§ Assigned task: What you return should be every record, retyped without a single change.

§ Supplied data:
-----

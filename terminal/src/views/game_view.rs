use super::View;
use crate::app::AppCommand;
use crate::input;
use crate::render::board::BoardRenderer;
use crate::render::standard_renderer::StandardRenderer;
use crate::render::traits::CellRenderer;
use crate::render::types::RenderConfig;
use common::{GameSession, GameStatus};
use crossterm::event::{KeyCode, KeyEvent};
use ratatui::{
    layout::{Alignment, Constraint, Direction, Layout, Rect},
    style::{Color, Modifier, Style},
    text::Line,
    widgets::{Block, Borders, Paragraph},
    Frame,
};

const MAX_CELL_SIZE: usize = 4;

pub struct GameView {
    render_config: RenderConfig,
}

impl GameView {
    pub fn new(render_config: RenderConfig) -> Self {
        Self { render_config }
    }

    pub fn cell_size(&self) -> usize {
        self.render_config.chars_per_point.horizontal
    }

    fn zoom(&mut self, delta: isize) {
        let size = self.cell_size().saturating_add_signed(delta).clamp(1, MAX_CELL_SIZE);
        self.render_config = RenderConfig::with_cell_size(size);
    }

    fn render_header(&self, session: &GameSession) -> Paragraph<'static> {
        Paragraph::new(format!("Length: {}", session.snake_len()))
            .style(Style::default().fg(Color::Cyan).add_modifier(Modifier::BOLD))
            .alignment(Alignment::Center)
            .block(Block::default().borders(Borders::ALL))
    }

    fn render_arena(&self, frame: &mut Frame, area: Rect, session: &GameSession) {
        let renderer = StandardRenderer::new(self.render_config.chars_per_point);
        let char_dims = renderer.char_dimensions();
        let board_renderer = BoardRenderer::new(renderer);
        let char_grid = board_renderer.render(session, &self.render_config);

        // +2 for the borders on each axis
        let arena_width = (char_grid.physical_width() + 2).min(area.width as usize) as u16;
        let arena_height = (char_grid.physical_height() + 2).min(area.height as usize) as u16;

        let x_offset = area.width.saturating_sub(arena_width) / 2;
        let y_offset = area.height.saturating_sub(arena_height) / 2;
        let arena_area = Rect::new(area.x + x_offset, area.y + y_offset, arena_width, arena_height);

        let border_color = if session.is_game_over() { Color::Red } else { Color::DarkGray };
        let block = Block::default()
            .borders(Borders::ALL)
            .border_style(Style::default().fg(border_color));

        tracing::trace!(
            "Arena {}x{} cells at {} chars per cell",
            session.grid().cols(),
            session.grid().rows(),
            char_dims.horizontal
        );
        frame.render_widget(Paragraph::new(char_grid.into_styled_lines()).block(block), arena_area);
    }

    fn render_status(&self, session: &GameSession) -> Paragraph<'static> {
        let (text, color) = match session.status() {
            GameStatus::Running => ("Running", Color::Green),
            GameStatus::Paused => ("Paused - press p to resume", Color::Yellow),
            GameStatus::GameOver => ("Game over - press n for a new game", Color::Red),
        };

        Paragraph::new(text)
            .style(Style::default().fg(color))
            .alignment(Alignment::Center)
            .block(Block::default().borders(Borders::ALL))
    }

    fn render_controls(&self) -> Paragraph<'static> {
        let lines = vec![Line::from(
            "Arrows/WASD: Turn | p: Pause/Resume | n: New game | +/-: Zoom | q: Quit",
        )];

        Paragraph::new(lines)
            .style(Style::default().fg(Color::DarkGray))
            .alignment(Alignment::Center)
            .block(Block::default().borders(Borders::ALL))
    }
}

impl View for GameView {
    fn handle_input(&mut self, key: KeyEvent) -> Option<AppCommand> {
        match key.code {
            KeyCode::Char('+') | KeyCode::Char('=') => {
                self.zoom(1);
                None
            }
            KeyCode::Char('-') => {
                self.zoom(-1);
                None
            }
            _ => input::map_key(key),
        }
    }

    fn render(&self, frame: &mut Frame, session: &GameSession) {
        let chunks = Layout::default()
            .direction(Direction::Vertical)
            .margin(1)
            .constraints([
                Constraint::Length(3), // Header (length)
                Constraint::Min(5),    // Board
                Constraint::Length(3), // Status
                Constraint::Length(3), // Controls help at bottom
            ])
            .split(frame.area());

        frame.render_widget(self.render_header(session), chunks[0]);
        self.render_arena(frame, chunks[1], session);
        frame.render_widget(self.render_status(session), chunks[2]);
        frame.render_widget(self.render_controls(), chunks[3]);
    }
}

-----

§ Response area:
filename terminal/src/views/game_view.rs
use super::View;
use crate::app::AppCommand;
use crate::input;
use crate::render::board::BoardRenderer;
use crate::render::standard_renderer::StandardRenderer;
use crate::render::traits::CellRenderer;
use crate::render::types::RenderConfig;
use common::{GameSession, GameStatus};
use crossterm::event::{KeyCode, KeyEvent};
use ratatui::{
    layout::{Alignment, Constraint, Direction, Layout, Rect},
    style::{Color, Modifier, Style},
    text::Line,
    widgets::{Block, Borders, Paragraph},
    Frame,
};

const MAX_CELL_SIZE: usize = 4;

pub struct GameView {
    render_config: RenderConfig,
}

impl GameView {
    pub fn new(render_config: RenderConfig) -> Self {
        Self { render_config }
    }

    pub fn cell_size(&self) -> usize {
        self.render_config.chars_per_point.horizontal
    }

    fn zoom(&mut self, delta: isize) {
        let size = self.cell_size().saturating_add_signed(delta).clamp(1, MAX_CELL_SIZE);
        self.render_config = RenderConfig::with_cell_size(size);
    }

    fn render_header(&self, session: &GameSession) -> Paragraph<'static> {
        Paragraph::new(format!("Length: {}", session.snake_len()))
            .style(Style::default().fg(Color::Cyan).add_modifier(Modifier::BOLD))
            .alignment(Alignment::Center)
            .block(Block::default().borders(Borders::ALL))
    }

    fn render_arena(&self, frame: &mut Frame, area: Rect, session: &GameSession) {
        let renderer = StandardRenderer::new(self.render_config.chars_per_point);
        let char_dims = renderer.char_dimensions();
        let board_renderer = BoardRenderer::new(renderer);
        let char_grid = board_renderer.render(session, &self.render_config);

        // +2 for the borders on each axis
        let arena_width = (char_grid.physical_width() + 2).min(area.width as usize) as u16;
        let arena_height = (char_grid.physical_height() + 2).min(area.height as usize) as u16;

        let x_offset = area.width.saturating_sub(arena_width) / 2;
        let y_offset = area.height.saturating_sub(arena_height) / 2;
        let arena_area = Rect::new(area.x + x_offset, area.y + y_offset, arena_width, arena_height);

        let border_color = if session.is_game_over() { Color::Red } else { Color::DarkGray };
        let block = Block::default()
            .borders(Borders::ALL)
            .border_style(Style::default().fg(border_color));

        tracing::trace!(
            "Arena {}x{} cells at {} chars per cell",
            session.grid().cols(),
            session.grid().rows(),
            char_dims.horizontal
        );
        frame.render_widget(Paragraph::new(char_grid.into_styled_lines()).block(block), arena_area);
    }

    fn render_status(&self, session: &GameSession) -> Paragraph<'static> {
        let (text, color) = match session.status() {
            GameStatus::Running => ("Running", Color::Green),
            GameStatus::Paused => ("Paused - press p to resume", Color::Yellow),
            GameStatus::GameOver => ("Game over - press n for a new game", Color::Red),
        };

        Paragraph::new(text)
            .style(Style::default().fg(color))
            .alignment(Alignment::Center)
            .block(Block::default().borders(Borders::ALL))
    }

    fn render_controls(&self) -> Paragraph<'static> {
        let lines = vec![Line::from(
            "Arrows/WASD: Turn | p: Pause/Resume | n: New game | +/-: Zoom | q: Quit",
        )];

        Paragraph::new(lines)
            .style(Style::default().fg(Color::DarkGray))
            .alignment(Alignment::Center)
            .block(Block::default().borders(Borders::ALL))
    }
}

impl View for GameView {
    fn handle_input(&mut self, key: KeyEvent) -> Option<AppCommand> {
        match key.code {
            KeyCode::Char('+') | KeyCode::Char('=') => {
                self.zoom(1);
                None
            }
            KeyCode::Char('-') => {
                self.zoom(-1);
                None
            }
            _ => input::map_key(key),
        }
    }

    fn render(&self, frame: &mut Frame, session: &GameSession) {
        let chunks = Layout::default()
            .direction(Direction::Vertical)
            .margin(1)
            .constraints([
                Constraint::Length(3), // Header (length)
                Constraint::Min(5),    // Board
                Constraint::Length(3), // Status
                Constraint::Length(3), // Controls help at bottom
            ])
            .split(frame.area());

        frame.render_widget(self.render_header(session), chunks[0]);
        self.render_arena(frame, chunks[1], session);
        frame.render_widget(self.render_status(session), chunks[2]);
        frame.render_widget(self.render_controls(), chunks[3]);
    }
}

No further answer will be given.